--- Data to use Enclosed Below ---

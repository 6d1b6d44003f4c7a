use std::collections::BTreeMap;

use serde::Serialize;

use crate::domain::{LedgerRepository, Money, Transaction, TransactionKind};

#[derive(Debug, Clone, PartialEq, Eq, Serialize)]
pub struct SharedBalance {
    pub participant: String,
    /// Negative when refunds outweigh what the participant was charged.
    pub owed: Money,
}

fn add_share(allocations: &mut Vec<(String, Money)>, name: &str, share: Money) {
    match allocations.iter_mut().find(|(known, _)| known == name) {
        Some((_, total)) => *total += share,
        None => allocations.push((name.to_string(), share)),
    }
}

/// Per-participant shares of a shared transaction, in the order the
/// participants were first named.
///
/// Explicit shares are taken as given (sign dropped). What they leave of the
/// amount is split evenly between the participants without one, and the last
/// of them absorbs the rounding remainder. When the explicit shares already
/// cover the amount the others get nothing.
pub fn allocations(tx: &Transaction) -> Vec<(String, Money)> {
    let mut allocations = Vec::new();
    let mut unspecified = Vec::new();
    for split in &tx.shared {
        let name = split.name.trim();
        if name.is_empty() {
            continue;
        }
        match split.amount {
            Some(share) => add_share(&mut allocations, name, share.abs()),
            None => unspecified.push(name),
        }
    }

    let specified: Money = allocations.iter().map(|(_, share)| *share).sum();
    let remaining = tx
        .amount
        .checked_sub(specified)
        .filter(Money::is_positive)
        .unwrap_or(Money::ZERO);

    let base = remaining.split(unspecified.len());
    let mut distributed = Money::ZERO;
    for (position, name) in unspecified.iter().enumerate() {
        let share = if position + 1 == unspecified.len() {
            (remaining - distributed).max(Money::ZERO)
        } else {
            distributed += base;
            base
        };
        add_share(&mut allocations, name, share);
    }
    allocations
}

fn normalized(filter: Option<&str>) -> Option<String> {
    filter
        .map(|value| value.trim().to_lowercase())
        .filter(|value| !value.is_empty())
}

/// What each participant owes across shared expenses. Expenses and card
/// purchases add to the total, income on a shared row is a refund and takes
/// from it. Both filters are case-insensitive; participants who end up even
/// are left out.
pub fn summarize<R: LedgerRepository>(
    repository: &R,
    participant: Option<&str>,
    category: Option<&str>,
) -> Vec<SharedBalance> {
    let participant = normalized(participant);
    let category = normalized(category);

    let mut owed: BTreeMap<String, Money> = BTreeMap::new();
    for tx in repository.transactions().filter(|tx| !tx.shared.is_empty()) {
        let refund = match tx.kind {
            TransactionKind::Expense | TransactionKind::Purchase => false,
            TransactionKind::Income => true,
            TransactionKind::Payment | TransactionKind::Transfer => continue,
        };
        if category
            .as_ref()
            .is_some_and(|category| tx.category.trim().to_lowercase() != *category)
        {
            continue;
        }

        for (name, share) in allocations(tx) {
            if participant
                .as_ref()
                .is_some_and(|participant| name.to_lowercase() != *participant)
            {
                continue;
            }
            let total = owed.entry(name).or_default();
            if refund {
                *total -= share;
            } else {
                *total += share;
            }
        }
    }

    owed.into_iter()
        .filter(|(_, owed)| *owed != Money::ZERO)
        .map(|(participant, owed)| SharedBalance { participant, owed })
        .collect()
}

--- End of Enclosed Data to use ---

▶ Work instructions:
Whenever the word "distributed" shows up in a line of the entries, list that line.

▶ Problem solution:
    let mut distributed = Money::ZERO;
            (remaining - distributed).max(Money::ZERO)
            distributed += base;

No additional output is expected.